Financial performance
The third quarter of 2012 was characterized by a marked disparity between highly positive trends in development work and promising advances in the field of business development (especially new projects) on the one hand and an unexpectedly poor performance in sales with maintenance and spare parts on the other. Among other factors, the dip in these sales was chiefly attributable to lower capacity utilization rates for systems already placed on the market at end customers (laboratories, blood banks etc.). In recent months, most of STRATEC's partners have placed consistently high numbers of new systems with end customers, in some cases accepting that this would result in lower levels of system capacity utilization. This is because they expect test volumes to recover, a development which would lead capacity utilization levels to rise once again and thus benefit STRATEC's partners in future. In the short term, however, our partners are accepting lower utilization rates to the extent that these enable customer relationships to be upheld. This has resulted in longer system servicing intervals and lower servicing part consumption rates. System sales revenues have continued to develop positively at high levels. Sales with replacement and maintenance parts, by contrast, have declined both in nominal terms and as a percentage of total sales, thus virtually neutralizing the system sales growth.

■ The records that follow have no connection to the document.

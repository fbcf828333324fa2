//! The session document and its roster lifecycle.

use crate::{GameError, LastAction, Player, PlayerColor, PlayerId};
use chrono::{DateTime, Utc};
use derive_getters::Getters;
use serde::{Deserialize, Serialize};
use tracing::{debug, info, instrument, warn};

/// Opaque session identifier.
pub type SessionId = String;

/// Roster capacity, one seat per palette color.
pub const MAX_PLAYERS: usize = PlayerColor::PALETTE.len();

/// Lifecycle phase of a session.
#[derive(Debug, Clone, Copy, PartialEq, Eq, Hash, Serialize, Deserialize, strum::Display)]
#[serde(rename_all = "lowercase")]
#[strum(serialize_all = "lowercase")]
pub enum SessionStatus {
    /// Accepting players.
    Waiting,
    /// Turns are being played.
    Active,
    /// Finished; no further changes.
    Ended,
}

/// Authoritative state of one game.
///
/// Players are kept in join order, which is also turn order.
#[derive(Debug, Clone, PartialEq, Eq, Serialize, Deserialize, Getters)]
pub struct Session {
    id: SessionId,
    created_by: PlayerId,
    players: Vec<Player>,
    current_player_index: usize,
    status: SessionStatus,
    last_action: Option<LastAction>,
    created_at: DateTime<Utc>,
    started_at: Option<DateTime<Utc>>,
    ended_at: Option<DateTime<Utc>>,
    winner: Option<PlayerId>,
    version: u64,
}

/// Final standing of one player.
#[derive(Debug, Clone, PartialEq, Eq, Serialize, Deserialize)]
pub struct Standing {
    /// Player id.
    pub player_id: PlayerId,
    /// Display name.
    pub name: String,
    /// Final balance.
    pub money: i64,
    /// Final board position.
    pub position: usize,
}

/// Summary of an ended session, handed to the statistics collaborator.
#[derive(Debug, Clone, PartialEq, Eq, Serialize, Deserialize)]
pub struct SessionOutcome {
    /// The ended session.
    pub session_id: SessionId,
    /// Winner, if one was declared.
    pub winner: Option<PlayerId>,
    /// Players ordered by balance, richest first; ties keep turn order.
    pub standings: Vec<Standing>,
    /// When the session ended.
    pub ended_at: DateTime<Utc>,
}

impl Session {
    /// Creates a waiting session with the creator seated first, in red.
    #[instrument(skip(id, creator_name), fields(session_id = %id))]
    pub fn create(id: SessionId, creator_id: &str, creator_name: &str) -> Self {
        let creator = Player::new(creator_id, creator_name, PlayerColor::Red);
        let session = Self {
            id,
            created_by: creator_id.to_string(),
            players: vec![creator],
            current_player_index: 0,
            status: SessionStatus::Waiting,
            last_action: None,
            created_at: Utc::now(),
            started_at: None,
            ended_at: None,
            winner: None,
            version: 0,
        };
        info!(session_id = %session.id, "Created session");
        session
    }

    /// The player whose turn it is.
    pub fn current_player(&self) -> Option<&Player> {
        self.players.get(self.current_player_index)
    }

    /// Looks up a seated player.
    pub fn player(&self, player_id: &str) -> Option<&Player> {
        self.players.iter().find(|p| p.id() == player_id)
    }

    /// Whether `player_id` is seated.
    pub fn has_player(&self, player_id: &str) -> bool {
        self.player(player_id).is_some()
    }

    /// Seats a new player with the first free palette color.
    ///
    /// # Errors
    ///
    /// - [`GameError::SessionAlreadyStarted`] unless the session is waiting
    /// - [`GameError::SessionFull`] if every seat is taken
    /// - [`GameError::DuplicatePlayer`] if the player is already seated
    #[instrument(skip(self, name), fields(session_id = %self.id))]
    pub fn join(&mut self, player_id: &str, name: &str) -> Result<Player, GameError> {
        if self.status != SessionStatus::Waiting {
            warn!(status = %self.status, "Join rejected, session already started");
            return Err(GameError::SessionAlreadyStarted {
                session_id: self.id.clone(),
            });
        }

        let full = || GameError::SessionFull {
            session_id: self.id.clone(),
            capacity: MAX_PLAYERS,
        };
        if self.players.len() >= MAX_PLAYERS {
            warn!(players = self.players.len(), "Join rejected, session full");
            return Err(full());
        }

        if self.has_player(player_id) {
            warn!("Join rejected, player already seated");
            return Err(GameError::DuplicatePlayer {
                session_id: self.id.clone(),
                player_id: player_id.to_string(),
            });
        }

        let color = PlayerColor::first_unused(self.players.iter().map(Player::color))
            .ok_or_else(full)?;
        let player = Player::new(player_id, name, color);
        self.players.push(player.clone());

        info!(%color, seat = self.players.len(), "Player joined");
        Ok(player)
    }

    /// Moves the session from waiting to active.
    ///
    /// # Errors
    ///
    /// - [`GameError::SessionAlreadyStarted`] unless the session is waiting
    /// - [`GameError::NotEnoughPlayers`] if fewer than `min_players` are seated
    #[instrument(skip(self), fields(session_id = %self.id))]
    pub fn start(&mut self, min_players: usize) -> Result<(), GameError> {
        if self.status != SessionStatus::Waiting {
            warn!(status = %self.status, "Start rejected");
            return Err(GameError::SessionAlreadyStarted {
                session_id: self.id.clone(),
            });
        }

        if self.players.len() < min_players {
            warn!(players = self.players.len(), "Start rejected, not enough players");
            return Err(GameError::NotEnoughPlayers {
                session_id: self.id.clone(),
                required: min_players,
                actual: self.players.len(),
            });
        }

        self.status = SessionStatus::Active;
        self.started_at = Some(Utc::now());
        info!(players = self.players.len(), "Session started");
        Ok(())
    }

    /// Ends an active session, optionally declaring a winner.
    ///
    /// # Errors
    ///
    /// - [`GameError::SessionNotActive`] unless the session is active
    /// - [`GameError::UnknownPlayer`] if the winner is not seated
    #[instrument(skip(self), fields(session_id = %self.id))]
    pub fn end(&mut self, winner: Option<&str>) -> Result<SessionOutcome, GameError> {
        if self.status != SessionStatus::Active {
            warn!(status = %self.status, "End rejected");
            return Err(GameError::SessionNotActive {
                session_id: self.id.clone(),
                status: self.status,
            });
        }

        if let Some(winner) = winner
            && !self.has_player(winner)
        {
            warn!(winner, "End rejected, winner not seated");
            return Err(GameError::UnknownPlayer {
                session_id: self.id.clone(),
                player_id: winner.to_string(),
            });
        }

        let ended_at = Utc::now();
        self.status = SessionStatus::Ended;
        self.ended_at = Some(ended_at);
        self.winner = winner.map(str::to_string);

        info!(winner = ?self.winner, "Session ended");
        Ok(self.outcome(ended_at))
    }

    fn outcome(&self, ended_at: DateTime<Utc>) -> SessionOutcome {
        let mut standings: Vec<_> = self
            .players
            .iter()
            .map(|p| Standing {
                player_id: p.id().clone(),
                name: p.name().clone(),
                money: *p.money(),
                position: *p.position(),
            })
            .collect();
        standings.sort_by(|a, b| b.money.cmp(&a.money));

        SessionOutcome {
            session_id: self.id.clone(),
            winner: self.winner.clone(),
            standings,
            ended_at,
        }
    }

    /// Marks one committed mutation. Called by the store on commit.
    pub fn bump_version(&mut self) {
        self.version += 1;
        debug!(session_id = %self.id, version = self.version, "Version bumped");
    }

    pub(crate) fn players_mut(&mut self) -> &mut [Player] {
        &mut self.players
    }

    pub(crate) fn set_current_player_index(&mut self, index: usize) {
        self.current_player_index = index;
    }

    pub(crate) fn set_last_action(&mut self, action: LastAction) {
        self.last_action = Some(action);
    }
}

#[cfg(test)]
mod tests {
    use super::*;

    fn waiting_session() -> Session {
        Session::create("game-1".to_string(), "alice", "Alice")
    }

    #[test]
    fn test_create_seats_creator_in_red() {
        let session = waiting_session();
        assert_eq!(session.status(), &SessionStatus::Waiting);
        assert_eq!(session.players().len(), 1);
        assert_eq!(session.players()[0].color(), &PlayerColor::Red);
        assert_eq!(session.created_by(), "alice");
        assert_eq!(*session.current_player_index(), 0);
        assert_eq!(*session.version(), 0);
        assert!(session.started_at().is_none());
    }

    #[test]
    fn test_join_assigns_palette_colors_in_order() {
        let mut session = waiting_session();
        let bob = session.join("bob", "Bob").unwrap();
        let carol = session.join("carol", "Carol").unwrap();
        let dave = session.join("dave", "Dave").unwrap();
        assert_eq!(*bob.color(), PlayerColor::Blue);
        assert_eq!(*carol.color(), PlayerColor::Green);
        assert_eq!(*dave.color(), PlayerColor::Yellow);
    }

    #[test]
    fn test_join_full_session_fails() {
        let mut session = waiting_session();
        for id in ["b", "c", "d"] {
            session.join(id, id).unwrap();
        }
        let err = session.join("e", "Eve").unwrap_err();
        assert!(matches!(err, GameError::SessionFull { capacity: 4, .. }));
        assert_eq!(session.players().len(), 4);
    }

    #[test]
    fn test_join_duplicate_fails() {
        let mut session = waiting_session();
        let err = session.join("alice", "Alice again").unwrap_err();
        assert!(matches!(err, GameError::DuplicatePlayer { .. }));
    }

    #[test]
    fn test_join_after_start_fails() {
        let mut session = waiting_session();
        session.join("bob", "Bob").unwrap();
        session.start(2).unwrap();
        let err = session.join("carol", "Carol").unwrap_err();
        assert!(matches!(err, GameError::SessionAlreadyStarted { .. }));
    }

    #[test]
    fn test_start_requires_min_players() {
        let mut session = waiting_session();
        let err = session.start(2).unwrap_err();
        assert_eq!(
            err,
            GameError::NotEnoughPlayers {
                session_id: "game-1".to_string(),
                required: 2,
                actual: 1,
            }
        );
        assert!(session.start(1).is_ok());
        assert!(session.started_at().is_some());
    }

    #[test]
    fn test_start_twice_fails() {
        let mut session = waiting_session();
        session.start(1).unwrap();
        let started_at = *session.started_at();
        assert!(matches!(
            session.start(1),
            Err(GameError::SessionAlreadyStarted { .. })
        ));
        assert_eq!(*session.started_at(), started_at);
    }

    #[test]
    fn test_end_records_winner_and_standings() {
        let mut session = waiting_session();
        session.join("bob", "Bob").unwrap();
        session.start(2).unwrap();
        session.players_mut()[1].apply(&crate::Delta::new(
            5,
            300,
            crate::ActionResult::RollDice(crate::RollOutcome {
                die1: 2,
                die2: 3,
                old_position: 0,
                new_position: 5,
                passed_start: false,
                space: String::new(),
            }),
        ));

        let outcome = session.end(Some("bob")).unwrap();
        assert_eq!(session.status(), &SessionStatus::Ended);
        assert_eq!(session.winner().as_deref(), Some("bob"));
        assert!(session.ended_at().is_some());
        assert_eq!(outcome.standings[0].player_id, "bob");
        assert_eq!(outcome.standings[0].money, 1800);
        assert_eq!(outcome.standings[1].player_id, "alice");
    }

    #[test]
    fn test_end_requires_active_and_known_winner() {
        let mut session = waiting_session();
        assert!(matches!(
            session.end(None),
            Err(GameError::SessionNotActive { .. })
        ));

        session.start(1).unwrap();
        assert!(matches!(
            session.end(Some("mallory")),
            Err(GameError::UnknownPlayer { .. })
        ));
        assert_eq!(session.status(), &SessionStatus::Active);
    }

    #[test]
    fn test_session_serializes_as_flat_record() {
        let session = waiting_session();
        let json = serde_json::to_value(&session).unwrap();
        assert_eq!(json["status"], "waiting");
        assert_eq!(json["current_player_index"], 0);
        assert_eq!(json["players"][0]["color"], "red");
        assert_eq!(json["players"][0]["money"], 1500);
        assert!(json["winner"].is_null());
    }
}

Nine-month sales grew by 9.3% to EUR 87.6 million. Adjusted for a one-off income-neutral reclassification of EUR 3.3 million in the first quarter due to the write-down of a development project, sales growth amounted to 5.2%. Compared with the same period in the previous year, sales for the third quarter of 2012 fell by 7.6% from EUR 31.8 million to EUR 29.3 million.
The EBIT margin for the first nine months amounted to 15.3% (adjusted 15.8%), compared to 18.8% in the same period in the previous year. This reduction in the company's profitability was attributable to the following factors: a weaker than expected share of sales generated with high-margin maintenance and spare parts and a lower overall gross margin for systems newly launched onto the market and whose production and supply chain process optimization measures have not yet been completed. Moreover, the difficulties in planning market entry phases in our industry, for example due to delays in the approval of new systems by our customers, have arisen with unusual frequency in the current year. As a result, the corresponding sales will be postponed to the coming year. Furthermore, the company is continuing its investment programs aimed at stepping up its development activities. These have resulted in negative earnings contributions from our main subsidiaries.

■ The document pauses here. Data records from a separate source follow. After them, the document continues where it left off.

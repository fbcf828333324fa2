//! Command-line interface for the strictly_board server.

use clap::{Parser, Subcommand};
use std::path::PathBuf;

/// Strictly Board - multiplayer session engine for a dice-and-move board game
#[derive(Parser, Debug)]
#[command(name = "strictly_board")]
#[command(about = "Game session server with REST and SSE interface", long_about = None)]
#[command(version)]
pub struct Cli {
    /// Subcommand to run
    #[command(subcommand)]
    pub command: Command,
}

/// Available commands
#[derive(Subcommand, Debug)]
pub enum Command {
    /// Run the HTTP game server
    Serve {
        /// Path to a TOML config file
        #[arg(short, long)]
        config: Option<PathBuf>,

        /// Host to bind to (overrides config and environment)
        #[arg(long)]
        host: Option<String>,

        /// Port to bind to (overrides config and environment)
        #[arg(short, long)]
        port: Option<u16>,

        /// Players required to start a session
        #[arg(long)]
        min_players: Option<usize>,

        /// Seed for reproducible dice
        #[arg(long)]
        dice_seed: Option<u64>,
    },

    /// Print the effective configuration as TOML
    Config {
        /// Path to a TOML config file
        #[arg(short, long)]
        config: Option<PathBuf>,
    },
}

At EUR 10.9 million, consolidated net income for the first nine months of 2012 was 10.4% up on the previous year's figure of EUR 9.8 million, resulting in earnings per share of EUR 0.93 (previous year: EUR 0.85). If the previous year's figure is adjusted to exclude a one-off tax back payment of EUR 1.6 million for the financial years 2005 through 2008, the consolidated net income posted for 2012 fell 5.0% short of the previous year's figure.
Project development
Further new market launches are expected in the current and subsequent years. Specifically, two additional market launches by our partners are foreseen in the fourth quarter of the current year. In liaison with our partners, it is planned to release further details about the new systems once their market launches have been implemented.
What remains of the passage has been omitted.